Zingaretti e Salvini allo scontro finale, Di Maio ormai tagliato fuori

Mentre i leader di Pd e Lega si preparano al rush finale per il voto in Emilia Romagna, il capo dei Cinque Stelle continua a soffermarsi sull’assetto di un Movimento già fagocitato dalle Sardine. E ormai “resistere” non basta più.

Gli stati generali del Movimento 5 Stelle serviranno per mettere finalmente in piedi una nuova carta dei valori e anche un’organizzazione più efficace perché da solo il capo politico non ce la può fare“. Così Luigi Di Maio a Lamezia Terme.

Sono fiducioso – ha aggiunto – che possiamo migliorare il movimento. In dieci anni abbiamo approvato tante leggi che erano la nostra identità. Ci sono cose nuove da fare e dobbiamo riorganizzare le nostre forze ed i nostri obiettivi”.

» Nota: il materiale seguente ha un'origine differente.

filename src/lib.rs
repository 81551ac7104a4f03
pub mod adapters;
pub mod config;
pub mod core;
pub mod domain;
pub mod utils;

pub use adapters::{CsvVolunteerFile, SiteTableFile};
pub use config::{cli::CliArgs, StoreConfig};
pub use core::deploy::{load_registration_queue, Deployment, DeploymentEngine, QueueLoad};
pub use core::list::LinkedList;
pub use core::queue::VolunteerQueue;
pub use core::skills::SkillCounter;
pub use domain::model::{ReliefSite, Volunteer};
pub use domain::ports::{LedgerStore, RegistrantStore, SiteStore};
pub use utils::error::{OpsError, Result};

Luigi Di Maio © Imagoeconomica, Livio Anticoli

In queste frasi sono raccolti tutti i motivi della crisi politica ed elettorale profonda dei Cinque Stelle. Ad una settimana dal “D day”, dalle elezioni regionali in Emilia Romagna, i Cinque Stelle continuano ad essere concentrati soltanto sul loro assetto interno. Mentre Nicola Zingaretti, segretario nazionale del Pd, attacca frontalmente Matteo Salvini accusandolo di fare solo chiacchiere mentre gli altri risolvono i problemi, Di Maio sottolinea che pensa ad un comitato alla guida del Movimento. Ma non si dimette da capo politico.

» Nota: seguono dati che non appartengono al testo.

use crate::core::matcher;
use crate::core::queue::VolunteerQueue;
use crate::domain::model::Volunteer;
use crate::domain::ports::{LedgerStore, RegistrantStore, SiteStore};
use crate::utils::error::{OpsError, Result};

/// Outcome of one successful deployment, for the caller to render.
#[derive(Debug, Clone, PartialEq, Eq)]
pub struct Deployment {
    pub volunteer: Volunteer,
    pub site_name: String,
    pub previous_count: u32,
    pub new_count: u32,
    pub max_capacity: u32,
}

/// Outcome of building the initial queue from the registrant store.
pub struct QueueLoad {
    pub queue: VolunteerQueue,
    pub loaded: usize,
    pub skipped_deployed: usize,
}

/// Builds the registration queue in original entry order, excluding every
/// registrant already present in the deployment ledger (full structural
/// match on name, contact and skill). This is the only dedup point: the
/// orchestrator trusts that anything queued has not been deployed.
pub fn load_registration_queue<R, L>(registrants: &R, ledger: &L) -> Result<QueueLoad>
where
    R: RegistrantStore,
    L: LedgerStore,
{
    let deployed = ledger.load()?;
    let mut queue = VolunteerQueue::new();
    let mut loaded = 0;
    let mut skipped_deployed = 0;

    for volunteer in registrants.load()? {
        if deployed.contains(&volunteer) {
            tracing::debug!("Skipping already deployed volunteer: {}", volunteer.name);
            skipped_deployed += 1;
            continue;
        }
        queue.enqueue(volunteer);
        loaded += 1;
    }

    tracing::info!(
        "Loaded {} volunteers into queue ({} already deployed)",
        loaded,
        skipped_deployed
    );

    Ok(QueueLoad {
        queue,
        loaded,
        skipped_deployed,
    })
}

/// Executes the `Registered -> Deployed` transition: one dequeue, one site
/// counter increment, one ledger append, one site-table rewrite. Store
/// handles are injected; nothing here knows about file paths.
pub struct DeploymentEngine<L: LedgerStore, S: SiteStore> {
    ledger: L,
    site_store: S,
}

impl<L: LedgerStore, S: SiteStore> DeploymentEngine<L, S> {
    pub fn new(ledger: L, site_store: S) -> Self {
        Self { ledger, site_store }
    }

    /// Deploys the FIFO head of `queue` to the most needed site.
    ///
    /// Both precondition checks happen before the dequeue, so a failed
    /// attempt leaves the queue and the site table untouched. Once the
    /// head is dequeued the transition is irreversible: a persistence
    /// failure after that point does not re-enqueue the volunteer.
    pub fn deploy_next(&self, queue: &mut VolunteerQueue) -> Result<Deployment> {
        if queue.is_empty() {
            return Err(OpsError::NoVolunteers);
        }

        let mut sites = self.site_store.load()?;
        let best_index = matcher::most_needed_site(&sites).ok_or(OpsError::NoCapacity)?;

        let volunteer = queue.dequeue()?;

        let site = sites.at_mut(best_index)?;
        let previous_count = site.current_count;
        site.current_count += 1;
        debug_assert!(site.current_count <= site.max_capacity);

        let deployment = Deployment {
            site_name: site.name.clone(),
            previous_count,
            new_count: site.current_count,
            max_capacity: site.max_capacity,
            volunteer: volunteer.clone(),
        };

        self.ledger.append(&volunteer)?;
        self.site_store.save(&sites)?;

        tracing::info!(
            "Deployed {} to {} ({}/{})",
            deployment.volunteer.name,
            deployment.site_name,
            deployment.new_count,
            deployment.max_capacity
        );

        Ok(deployment)
    }
}

#[cfg(test)]
mod tests {
    use super::*;
    use crate::core::list::LinkedList;
    use crate::domain::model::ReliefSite;
    use std::cell::RefCell;

    struct MemoryVolunteers {
        records: Vec<Volunteer>,
        appended: RefCell<Vec<Volunteer>>,
    }

    impl MemoryVolunteers {
        fn new(records: Vec<Volunteer>) -> Self {
            Self {
                records,
                appended: RefCell::new(Vec::new()),
            }
        }
    }

    impl RegistrantStore for MemoryVolunteers {
        fn load(&self) -> Result<Vec<Volunteer>> {
            Ok(self.records.clone())
        }

        fn append(&self, volunteer: &Volunteer) -> Result<()> {
            self.appended.borrow_mut().push(volunteer.clone());
            Ok(())
        }
    }

    impl LedgerStore for MemoryVolunteers {
        fn load(&self) -> Result<Vec<Volunteer>> {
            Ok(self.records.clone())
        }

        fn append(&self, volunteer: &Volunteer) -> Result<()> {
            self.appended.borrow_mut().push(volunteer.clone());
            Ok(())
        }
    }

    struct MemorySites {
        sites: RefCell<LinkedList<ReliefSite>>,
        saves: RefCell<usize>,
    }

    impl MemorySites {
        fn new(specs: &[(&str, u32, u32)]) -> Self {
            let sites = specs
                .iter()
                .map(|&(name, current, max)| ReliefSite::new(name, current, max))
                .collect();
            Self {
                sites: RefCell::new(sites),
                saves: RefCell::new(0),
            }
        }

        fn site(&self, index: usize) -> ReliefSite {
            self.sites.borrow().get(index).unwrap().clone()
        }
    }

    impl SiteStore for MemorySites {
        fn load(&self) -> Result<LinkedList<ReliefSite>> {
            Ok(self.sites.borrow().clone())
        }

        fn save(&self, sites: &LinkedList<ReliefSite>) -> Result<()> {
            *self.sites.borrow_mut() = sites.clone();
            *self.saves.borrow_mut() += 1;
            Ok(())
        }
    }

    fn volunteer(name: &str) -> Volunteer {
        Volunteer::new(name, "555-0100", "medic").unwrap()
    }

    #[test]
    fn test_deploy_next_moves_head_to_least_filled_site() {
        let ledger = MemoryVolunteers::new(Vec::new());
        let sites = MemorySites::new(&[("A", 9, 10), ("B", 2, 10)]);
        let engine = DeploymentEngine::new(ledger, sites);

        let mut queue = VolunteerQueue::new();
        queue.enqueue(volunteer("V1"));

        let deployment = engine.deploy_next(&mut queue).unwrap();

        assert_eq!(deployment.site_name, "B");
        assert_eq!(deployment.previous_count, 2);
        assert_eq!(deployment.new_count, 3);
        assert_eq!(deployment.volunteer.name, "V1");
        assert!(queue.is_empty());

        assert_eq!(engine.site_store.site(0).current_count, 9);
        assert_eq!(engine.site_store.site(1).current_count, 3);
        assert_eq!(*engine.site_store.saves.borrow(), 1);
        assert_eq!(engine.ledger.appended.borrow().len(), 1);
        assert_eq!(engine.ledger.appended.borrow()[0].name, "V1");
    }

    #[test]
    fn test_empty_queue_fails_without_touching_sites() {
        let ledger = MemoryVolunteers::new(Vec::new());
        let sites = MemorySites::new(&[("A", 0, 10)]);
        let engine = DeploymentEngine::new(ledger, sites);

        let mut queue = VolunteerQueue::new();
        let err = engine.deploy_next(&mut queue).unwrap_err();

        assert!(matches!(err, OpsError::NoVolunteers));
        assert_eq!(*engine.site_store.saves.borrow(), 0);
        assert!(engine.ledger.appended.borrow().is_empty());
    }

    #[test]
    fn test_no_capacity_leaves_volunteer_queued() {
        let ledger = MemoryVolunteers::new(Vec::new());
        let sites = MemorySites::new(&[("A", 10, 10), ("B", 5, 5)]);
        let engine = DeploymentEngine::new(ledger, sites);

        let mut queue = VolunteerQueue::new();
        queue.enqueue(volunteer("V1"));

        let err = engine.deploy_next(&mut queue).unwrap_err();

        assert!(matches!(err, OpsError::NoCapacity));
        // The capacity check runs before the dequeue.
        assert_eq!(queue.len(), 1);
        assert_eq!(*engine.site_store.saves.borrow(), 0);
        assert!(engine.ledger.appended.borrow().is_empty());
    }

    #[test]
    fn test_capacity_bound_holds_across_repeated_deployments() {
        let ledger = MemoryVolunteers::new(Vec::new());
        let sites = MemorySites::new(&[("A", 1, 2), ("B", 0, 1)]);
        let engine = DeploymentEngine::new(ledger, sites);

        let mut queue = VolunteerQueue::new();
        for i in 0..3 {
            queue.enqueue(volunteer(&format!("V{i}")));
        }

        // B (0/1), then A (1/2), then A again (now least and only option).
        assert_eq!(engine.deploy_next(&mut queue).unwrap().site_name, "B");
        assert_eq!(engine.deploy_next(&mut queue).unwrap().site_name, "A");
        assert_eq!(engine.deploy_next(&mut queue).unwrap().site_name, "A");

        assert_eq!(engine.site_store.site(0).current_count, 2);
        assert_eq!(engine.site_store.site(1).current_count, 1);

        // Everything is full now; the next attempt fails cleanly.
        queue.enqueue(volunteer("left-behind"));
        assert!(matches!(
            engine.deploy_next(&mut queue),
            Err(OpsError::NoCapacity)
        ));
        assert_eq!(queue.len(), 1);
    }

    #[test]
    fn test_load_queue_excludes_deployed_volunteers() {
        let registrants = MemoryVolunteers::new(vec![
            Volunteer::new("Ana", "555", "medic").unwrap(),
            Volunteer::new("Ben", "556", "cook").unwrap(),
            Volunteer::new("Cam", "557", "driver").unwrap(),
        ]);
        let ledger = MemoryVolunteers::new(vec![Volunteer::new("Ana", "555", "medic").unwrap()]);

        let load = load_registration_queue(&registrants, &ledger).unwrap();

        assert_eq!(load.loaded, 2);
        assert_eq!(load.skipped_deployed, 1);
        let names: Vec<&str> = load.queue.iter().map(|v| v.name.as_str()).collect();
        assert_eq!(names, vec!["Ben", "Cam"]);
    }

    #[test]
    fn test_load_queue_keeps_near_duplicates() {
        // Same name but different contact is a different person.
        let registrants =
            MemoryVolunteers::new(vec![Volunteer::new("Ana", "555", "medic").unwrap()]);
        let ledger = MemoryVolunteers::new(vec![Volunteer::new("Ana", "999", "medic").unwrap()]);

        let load = load_registration_queue(&registrants, &ledger).unwrap();
        assert_eq!(load.loaded, 1);
        assert_eq!(load.skipped_deployed, 0);
    }
}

Mentre Matteo Salvini dice agli emiliano romagnoli che non si tratta di un voto solo regionale, ma di una scelta tra due modi di vita, Di Maio prova a respingere gli attacchi che arrivano da Beppe Grillo spostando il discorso da un tema all’altro.

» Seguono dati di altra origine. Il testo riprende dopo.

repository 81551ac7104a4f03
// Adapters layer: concrete store implementations over the text files the
// operations team already keeps.

pub mod text_store;

pub use text_store::{CsvVolunteerFile, SiteTableFile};
use crate::utils::error::{OpsError, Result};

pub trait Validate {
    fn validate(&self) -> Result<()>;
}

pub fn validate_non_empty_string(field_name: &str, value: &str) -> Result<()> {
    if value.trim().is_empty() {
        return Err(OpsError::InvalidValue {
            field: field_name.to_string(),
            value: value.to_string(),
            reason: "value cannot be empty or whitespace-only".to_string(),
        });
    }
    Ok(())
}

pub fn validate_path(field_name: &str, path: &str) -> Result<()> {
    if path.is_empty() {
        return Err(OpsError::InvalidValue {
            field: field_name.to_string(),
            value: path.to_string(),
            reason: "path cannot be empty".to_string(),
        });
    }

    if path.contains('\0') {
        return Err(OpsError::InvalidValue {
            field: field_name.to_string(),
            value: path.to_string(),
            reason: "path contains null bytes".to_string(),
        });
    }

    Ok(())
}

#[cfg(test)]
mod tests {
    use super::*;

    #[test]
    fn test_validate_non_empty_string() {
        assert!(validate_non_empty_string("name", "Ana").is_ok());
        assert!(validate_non_empty_string("name", "").is_err());
        assert!(validate_non_empty_string("name", "   ").is_err());
    }

    #[test]
    fn test_validate_path() {
        assert!(validate_path("sites_file", "data/relief_sites.txt").is_ok());
        assert!(validate_path("sites_file", "").is_err());
        assert!(validate_path("sites_file", "bad\0path").is_err());
    }
}
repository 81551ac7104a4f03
// Domain layer: core models and ports (interfaces). No external dependencies beyond std/serde.

pub mod model;
pub mod ports;
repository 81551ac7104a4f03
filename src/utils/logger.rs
use tracing_subscriber::{layer::SubscriberExt, util::SubscriberInitExt, EnvFilter};

pub fn init_cli_logger(verbose: bool) {
    let filter = if verbose {
        EnvFilter::try_from_default_env()
            .unwrap_or_else(|_| EnvFilter::new("relief_ops=debug,info"))
    } else {
        EnvFilter::try_from_default_env()
            .unwrap_or_else(|_| EnvFilter::new("relief_ops=info"))
    };

    tracing_subscriber::registry()
        .with(filter)
        .with(
            tracing_subscriber::fmt::layer()
                .with_target(false)
                .with_thread_ids(false)
                .with_file(false)
                .with_line_number(false)
                .compact(),
        )
        .init();
}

Matteo Salvini © Imagoeconomica / Sara Minelli

Ma se i sondaggi dovessero aver ragione, se i Cinque Stelle in Emilia Romagna dovessero scendere fortemente sotto il 10%, quali spazi avrebbe Luigi Di Maio per provare a rilanciare un Movimento che appare ormai prosciugato?

L’idea di restare comunque al Governo del Paese non può essere quella giusta, perché prima o poi alle urne si andrà e in questo modo la deriva dei Cinque Stelle può “contagiare” anche il Partito Democratico. Se poi in Emilia dovesse vincere Stefano Bonaccini, allora davvero i Cinque Stelle rischierebbero di essere “sostituiti”. Da chi? Dalle Sardine.